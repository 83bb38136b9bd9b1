use core::fmt;

use logos::Logos;

use crate::syntax::{BinaryOp, Span};

/// The classification of a token.
///
/// `Eof` is never produced by the scanner itself; the lexer synthesizes it once
/// the input is exhausted.
#[derive(Debug, Clone, Copy, PartialEq, Eq, Hash)]
pub enum TokenKind {
    Number,
    Plus,
    Minus,
    Star,
    Slash,
    LParen,
    RParen,
    Eof,
}

impl TokenKind {
    /// The binary operator this token denotes, if any.
    pub const fn binary_op(self) -> Option<BinaryOp> {
        match self {
            TokenKind::Plus => Some(BinaryOp::Add),
            TokenKind::Minus => Some(BinaryOp::Sub),
            TokenKind::Star => Some(BinaryOp::Mul),
            TokenKind::Slash => Some(BinaryOp::Div),
            TokenKind::Number | TokenKind::LParen | TokenKind::RParen | TokenKind::Eof => None,
        }
    }
}

impl fmt::Display for TokenKind {
    fn fmt(&self, f: &mut fmt::Formatter<'_>) -> fmt::Result {
        let s = match self {
            TokenKind::Number => "number",
            TokenKind::Plus => "'+'",
            TokenKind::Minus => "'-'",
            TokenKind::Star => "'*'",
            TokenKind::Slash => "'/'",
            TokenKind::LParen => "'('",
            TokenKind::RParen => "')'",
            TokenKind::Eof => "end of input",
        };
        f.write_str(s)
    }
}

/// A classified slice of the source line.
#[derive(Debug, Clone, PartialEq, Eq)]
pub struct Token<'src> {
    pub kind: TokenKind,
    /// The matched text. Empty for `Eof`.
    pub text: &'src str,
    pub span: Span,
}

impl<'src> Token<'src> {
    pub fn new(kind: TokenKind, text: &'src str, span: Span) -> Self {
        Self { kind, text, span }
    }

    pub fn eof(offset: usize) -> Self {
        Self::new(TokenKind::Eof, "", Span::at(offset))
    }

    pub fn is_eof(&self) -> bool {
        self.kind == TokenKind::Eof
    }
}

impl fmt::Display for Token<'_> {
    fn fmt(&self, f: &mut fmt::Formatter<'_>) -> fmt::Result {
        match self.kind {
            TokenKind::Number => write!(f, "number '{}'", self.text),
            kind => write!(f, "{}", kind),
        }
    }
}

/// Scanner generated by logos. Whitespace is any Unicode `White_Space`.
#[derive(Logos, Debug, Clone, Copy, PartialEq, Eq)]
#[logos(skip r"\s+")]
pub(super) enum RawToken {
    #[regex("[0-9]+")]
    Number,

    #[token("+")]
    Plus,

    #[token("-")]
    Minus,

    #[token("*")]
    Star,

    #[token("/")]
    Slash,

    #[token("(")]
    LParen,

    #[token(")")]
    RParen,
}

impl From<RawToken> for TokenKind {
    fn from(raw: RawToken) -> Self {
        match raw {
            RawToken::Number => TokenKind::Number,
            RawToken::Plus => TokenKind::Plus,
            RawToken::Minus => TokenKind::Minus,
            RawToken::Star => TokenKind::Star,
            RawToken::Slash => TokenKind::Slash,
            RawToken::LParen => TokenKind::LParen,
            RawToken::RParen => TokenKind::RParen,
        }
    }
}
....................
== TASK DETAILS ==
Every line in the data above that includes the word "Debug" should be copied.

== WRITTEN ANSWER ==
#[derive(Debug, Clone, Copy, PartialEq, Eq, Hash)]
#[derive(Debug, Clone, PartialEq, Eq)]
#[derive(Logos, Debug, Clone, Copy, PartialEq, Eq)]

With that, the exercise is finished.